Tourists feel ‘ripped off’ as strike takes hold

Locals make alternative arrangements for transport but visitors caught out by action

Buses parked in Conyngham Road Garage in Dublin City. Pickets have been placed on all Dublin Bus garages in the city. Photograph: Aidan Crawley/The Irish Times

Buses parked in Conyngham Road Garage in Dublin City. Pickets have been placed on all Dublin Bus garages in the city. Photograph: Aidan Crawley/The Irish Times


Today’s strike by Dublin Bus is estimated to have affected some 200,000 people.

Natives of the capital had already taken to Twitter the night before to complain about cancellation of the Nitelink service. However, it wasn’t only the locals who were put out.

“I feel ripped off,” says Heather Franciotti outside a stop for Dublin Bus’s “hop on hop off” tour.

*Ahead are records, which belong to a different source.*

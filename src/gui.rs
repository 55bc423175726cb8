use crate::config::SceneKind;
use crate::scenes::Scene;
use egui::Context;
use egui_wgpu::Renderer;
use egui_winit::State;
use particle_physics::OrbitalType;
use particle_simulation::Simulation;
use wgpu::{Device, TextureFormat};
use winit::{event::WindowEvent, window::Window};

#[derive(Default)]
pub struct UiState {
    pub fps: f32,
    pub frame_time: f32,
    /// Scene picked in the panel, applied after the frame
    pub requested_scene: Option<SceneKind>,
    pub reset_requested: bool,
}

pub struct Gui {
    context: Context,
    state: State,
    renderer: Renderer,
}

impl Gui {
    pub fn new(device: &Device, output_color_format: TextureFormat, window: &Window) -> Self {
        let context = Context::default();
        let id = context.viewport_id();

        let state = State::new(
            context.clone(),
            id,
            window,
            Some(window.scale_factor() as f32),
            None,
            Some(device.limits().max_texture_dimension_2d as usize),
        );

        let renderer = Renderer::new(
            device,
            output_color_format,
            egui_wgpu::RendererOptions {
                msaa_samples: 1,
                depth_stencil_format: None,
                dithering: false,
                ..Default::default()
            },
        );

        Self {
            context,
            state,
            renderer,
        }
    }

    pub fn handle_event(&mut self, window: &Window, event: &WindowEvent) -> bool {
        let response = self.state.on_window_event(window, event);
        response.consumed
    }

    /// Whether the pointer is over a panel rather than the scene
    pub fn wants_pointer(&self) -> bool {
        self.context.wants_pointer_input()
    }

    #[allow(clippy::too_many_arguments)]
    pub fn render(
        &mut self,
        device: &Device,
        queue: &wgpu::Queue,
        encoder: &mut wgpu::CommandEncoder,
        window: &Window,
        view: &wgpu::TextureView,
        ui_state: &mut UiState,
        scene: &mut Scene,
    ) {
        let raw_input = self.state.take_egui_input(window);

        let full_output = self.context.run(raw_input, |ctx| {
            Self::ui(ctx, ui_state, scene);
        });

        self.state
            .handle_platform_output(window, full_output.platform_output);

        let clipped_primitives = self
            .context
            .tessellate(full_output.shapes, full_output.pixels_per_point);

        let size = window.inner_size();
        let screen_descriptor = egui_wgpu::ScreenDescriptor {
            size_in_pixels: [size.width, size.height],
            pixels_per_point: window.scale_factor() as f32,
        };

        for (id, image_delta) in &full_output.textures_delta.set {
            self.renderer
                .update_texture(device, queue, *id, image_delta);
        }

        self.renderer.update_buffers(
            device,
            queue,
            encoder,
            &clipped_primitives,
            &screen_descriptor,
        );

        let mut render_pass = encoder
            .begin_render_pass(&wgpu::RenderPassDescriptor {
                label: Some("Egui Render Pass"),
                color_attachments: &[Some(wgpu::RenderPassColorAttachment {
                    view,
                    resolve_target: None,
                    ops: wgpu::Operations {
                        load: wgpu::LoadOp::Load,
                        store: wgpu::StoreOp::Store,
                    },
                    depth_slice: None,
                })],
                depth_stencil_attachment: None,
                timestamp_writes: None,
                occlusion_query_set: None,
            })
            .forget_lifetime();

        self.renderer
            .render(&mut render_pass, &clipped_primitives, &screen_descriptor);
        drop(render_pass);

        for id in &full_output.textures_delta.free {
            self.renderer.free_texture(id);
        }
    }

    fn ui(ctx: &Context, state: &mut UiState, scene: &mut Scene) {
        // Diagnostics Panel (Top Left)
        egui::Window::new("Diagnostics")
            .anchor(egui::Align2::LEFT_TOP, [10.0, 10.0])
            .resizable(false)
            .collapsible(true)
            .show(ctx, |ui| {
                ui.label(format!("FPS: {:.1}", state.fps));
                ui.label(format!("Frame Time: {:.2} ms", state.frame_time));
                ui.label(format!("Ticks: {}", scene.clock().tick()));
                ui.label(format!("Entities: {}", scene.entity_count()));
            });

        // Scene Panel (Top Right)
        egui::Window::new("Scene")
            .anchor(egui::Align2::RIGHT_TOP, [-10.0, 10.0])
            .resizable(false)
            .collapsible(true)
            .show(ctx, |ui| {
                let current = scene.kind();
                for (i, kind) in SceneKind::ALL.into_iter().enumerate() {
                    let label = format!("{} {}", i + 1, kind);
                    if ui.radio(current == kind, label).clicked() && current != kind {
                        state.requested_scene = Some(kind);
                    }
                }
                ui.separator();
                let clock = scene.clock_mut();
                let mut paused = clock.is_paused();
                if ui.checkbox(&mut paused, "Paused (Space)").changed() {
                    clock.toggle_pause();
                }
                ui.horizontal(|ui| {
                    if ui.add_enabled(paused, egui::Button::new("Step")).clicked() {
                        clock.step_once();
                    }
                    if ui.button("Reset (R)").clicked() {
                        state.reset_requested = true;
                    }
                });
            });

        // Parameter Controls (Bottom Left)
        egui::Window::new("Controls")
            .anchor(egui::Align2::LEFT_BOTTOM, [10.0, -10.0])
            .resizable(false)
            .collapsible(true)
            .show(ctx, |ui| match scene {
                Scene::Flocking(session) => {
                    let params = session.simulation_mut().params_mut();
                    ui.heading("Steering");
                    ui.add(egui::Slider::new(&mut params.separation, 0.0..=5.0).text("Separation"));
                    ui.add(egui::Slider::new(&mut params.alignment, 0.0..=5.0).text("Alignment"));
                    ui.add(egui::Slider::new(&mut params.cohesion, 0.0..=5.0).text("Cohesion"));
                    ui.add(egui::Slider::new(&mut params.max_force, 0.0..=2.0).text("Max Force"));

                    ui.separator();
                    ui.heading("Motion");
                    ui.add(egui::Slider::new(&mut params.speed, 0.5..=10.0).text("Speed"));
                    ui.add(
                        egui::Slider::new(&mut params.perception_radius, 10.0..=150.0)
                            .text("Perception Radius"),
                    );

                    ui.separator();
                    ui.heading("Display");
                    ui.add(egui::Slider::new(&mut params.particle_count, 50..=2000).text("Particles"));
                    ui.add(
                        egui::Slider::new(&mut params.trail_length, 0.02..=1.0)
                            .text("Trail Fade")
                            .logarithmic(true),
                    );
                }
                Scene::Pairing(session) => {
                    let params = session.simulation_mut().params_mut();
                    ui.heading("Coupling");
                    ui.add(egui::Slider::new(&mut params.temperature, 0.0..=1.0).text("Temperature"));
                    ui.label(params.regime().description());
                    ui.add(
                        egui::Slider::new(&mut params.coupling_range, 10.0..=150.0).text("Coupling Range"),
                    );
                    ui.add(
                        egui::Slider::new(&mut params.coupling_strength, 0.0..=0.2)
                            .text("Coupling Strength"),
                    );
                    ui.add(egui::Slider::new(&mut params.friction, 0.0..=0.1).text("Friction"));

                    ui.separator();
                    ui.add(egui::Slider::new(&mut params.particle_count, 100..=2000).text("Electrons"));
                    let stats = session.simulation().stats();
                    ui.label(format!(
                        "Paired: {} (+{} / -{})",
                        stats.paired, stats.formed, stats.broken
                    ));
                }
                Scene::Gravity(session) => {
                    let params = session.simulation_mut().params_mut();
                    ui.heading("Central Mass");
                    ui.add(
                        egui::Slider::new(&mut params.gravitational_constant, 0.01..=0.3).text("G"),
                    );
                    ui.add(egui::Slider::new(&mut params.central_mass, 1.0..=20.0).text("Mass"));
                    ui.add(egui::Slider::new(&mut params.drag, 0.99..=1.0).text("Drag"));
                    ui.add(egui::Slider::new(&mut params.body_count, 1..=60).text("Bodies"));
                    ui.label(format!("Respawns: {}", session.simulation().respawns()));
                }
                Scene::Orbital(session) => {
                    let params = session.simulation_mut().params_mut();
                    ui.heading("Orbital");
                    egui::ComboBox::from_label("State")
                        .selected_text(params.orbital.label())
                        .show_ui(ui, |ui| {
                            for orbital in OrbitalType::ALL {
                                ui.selectable_value(&mut params.orbital, orbital, orbital.label());
                            }
                        });
                    ui.add(
                        egui::Slider::new(&mut params.sample_count, 500..=20_000)
                            .text("Samples")
                            .logarithmic(true),
                    );
                    ui.label("Hover the view to observe the electron");
                }
                Scene::Network(session) => {
                    let params = session.simulation_mut().params_mut();
                    ui.heading("Network");
                    ui.add(egui::Slider::new(&mut params.max_nodes, 10..=200).text("Max Nodes"));
                    ui.add(
                        egui::Slider::new(&mut params.link_distance, 50.0..=300.0).text("Link Distance"),
                    );
                }
            });
    }
}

Ms Franciotti, a tourist from New York, bought a €16 two-day ticket for the tour yesterday, but wasn’t told the service may not run today.

“I was actually looking forward to getting back on the bus today and doing another tour,” she said. “Now I realise that I have to pay again.”

It was a similar story for Jseper Svarre Nielsen and Ane Bjerg Thomsen from Denmark, who also bought a two-day ticket.

“We only used it yesterday so we have one day left (and)we can’t use it,” said Ane. while leaving the Discover Ireland tourist centre on Suffolk Street.

Other visitors were also disappointed that the city’s buses weren’t running. “We would have used the 145 because it’s right outside our hotel,” said the Somers, a couple from Belgium.

“It would have been really helpful,” said Erin Purcell from Maryland while joking that her friend had “sore feet” from walking.

“We were travelling in Berlin earlier and we used all the public transportation there that we could,” she said.

However, Debbie Cipolla from California said the bus strike didn’t affect her but noted that the Luas seemed a little “more crowded”.

A short walk away taxi drivers were congregating outside the Bank of Ireland on College Green. The rationale that less buses would lead to a bump in business wasn’t adding up; it seemed that too many had the same idea.

“It’s brutal, bring back the buses,” joked one while another said he picked up one fare in about five and a half hours. “It’s a worse Sunday for us,” he said. “(There are) a lot more taxis out on account of the strike.”

It also appeared that, in anticipation of bus services being halted, many locals had made alternative arrangements or plans. But there was some who were caught out.

“It’s pretty awkward because I live right beside the bus stop so I had to walk about 20 minutes to get the train,” said Thomas Purdy from Sutton.